Patients were taking high-intensity, moderate-intensity or low-intensity statins in many different but commonly prescribed forms, such as rosuvastatin and atorvastatin. The researchers also followed one group that wasn’t taking any statins. Patients had different severities of cardiovascular disease, making some more likely to be prescribed higher-intensity statins than others. So the researchers assigned each patient a score for the propensity to receive high-intensity statins and adjusted the results of the study accordingly.
The results showed a 9 percent increased chance of survival for patients taking high-intensity statins compared to those receiving moderate-intensity treatments. “We found basically the same risk reductions reviewed by the Veterans Affairs guidelines, but they didn’t think the benefit was significant because the sample size was small,” Heidenreich said. “We have so many more patients, we can be confident that it wasn’t due to chance.”
Examining specific patient groups
The study considered data from patients over 75 — a group little studied in clinical trials. It found that patients between the ages of 75 and 85 taking high-intensity statins had a survival-rate benefit comparable to that of younger patients: a 9 percent higher chance of survival compared to those on moderate-intensity statins.
This suggests to practitioners that instead of starting a patient on a low dose, just to go ahead and put them on the maximum dose they can tolerate.
“Our results suggest that clinical trial data from heart studies for those younger than 75 could also be applied to this older population,” Heidenreich said.
Finally, they studied the effect of different doses within the high-intensity statin group. Patients treated with the maximum dose of statins were 10 percent more likely to survive than patients on submaximal doses. “This suggests to practitioners that instead of starting a patient on a low dose, just to go ahead and put them on the maximum dose they can tolerate,” Rodriguez said.
A limitation of the study was that the researchers were unable to determine whether patients died of cardiovascular disease or another cause.
Settling the debate
The next step, researchers said, is to find out why some patients who should be on high-intensity statins are not. They hope doctors will take their study’s results into consideration when prescribing statins. “There are a lot of guidelines and recommendations out there, so I think we also have to make the system better,” Rodriguez said. “Maybe hospitals can employ a clinical reminder to doctors, a message that pops up on the doctor’s screen that asks why a cardiovascular patient isn’t on a high-intensity statin.”
The researchers also hope to follow up on longer-term data from these patient populations. “Not only do we hope to continue studying this population, but we also hope to study patients without prior cardiovascular disease but who are at high risk for it,” said Rodriguez.

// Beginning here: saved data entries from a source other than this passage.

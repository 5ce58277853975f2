pub mod http;

use crate::error::TransportError;
use crate::query::options::{Metrics, QueryOptions};
use crate::query::response::ReportResponse;

/// Remote reporting API.
///
/// `view` is already formatted per API convention (`ga:<id>`) and dates are
/// `YYYY-MM-DD` strings. Options are forwarded untouched.
pub trait ReportingTransport: Send + Sync {
    fn fetch(
        &self,
        view: &str,
        start_date: &str,
        end_date: &str,
        metrics: &Metrics,
        options: &QueryOptions,
    ) -> Result<ReportResponse, TransportError>;
}

impl<F> ReportingTransport for F
where
    F: Fn(&str, &str, &str, &Metrics, &QueryOptions) -> Result<ReportResponse, TransportError>
        + Send
        + Sync,
{
    fn fetch(
        &self,
        view: &str,
        start_date: &str,
        end_date: &str,
        metrics: &Metrics,
        options: &QueryOptions,
    ) -> Result<ReportResponse, TransportError> {
        self(view, start_date, end_date, metrics, options)
    }
}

Finally, they hope these results will help to settle the debate on which guidelines doctors should use when prescribing statins to patients. Heidenreich said, “We think this should give clinicians, physicians and nurse practitioners more comfort in following the American College of Cardiology and American Heart Association guidelines and putting people with prior cardiovascular disease on a high-intensity statin.”
The work is an example of Stanford Medicine’s focus on precision health, the goal of which is to anticipate and prevent disease in the healthy and precisely diagnose and treat disease in the ill.
Stanford’s Department of Medicine supported this study.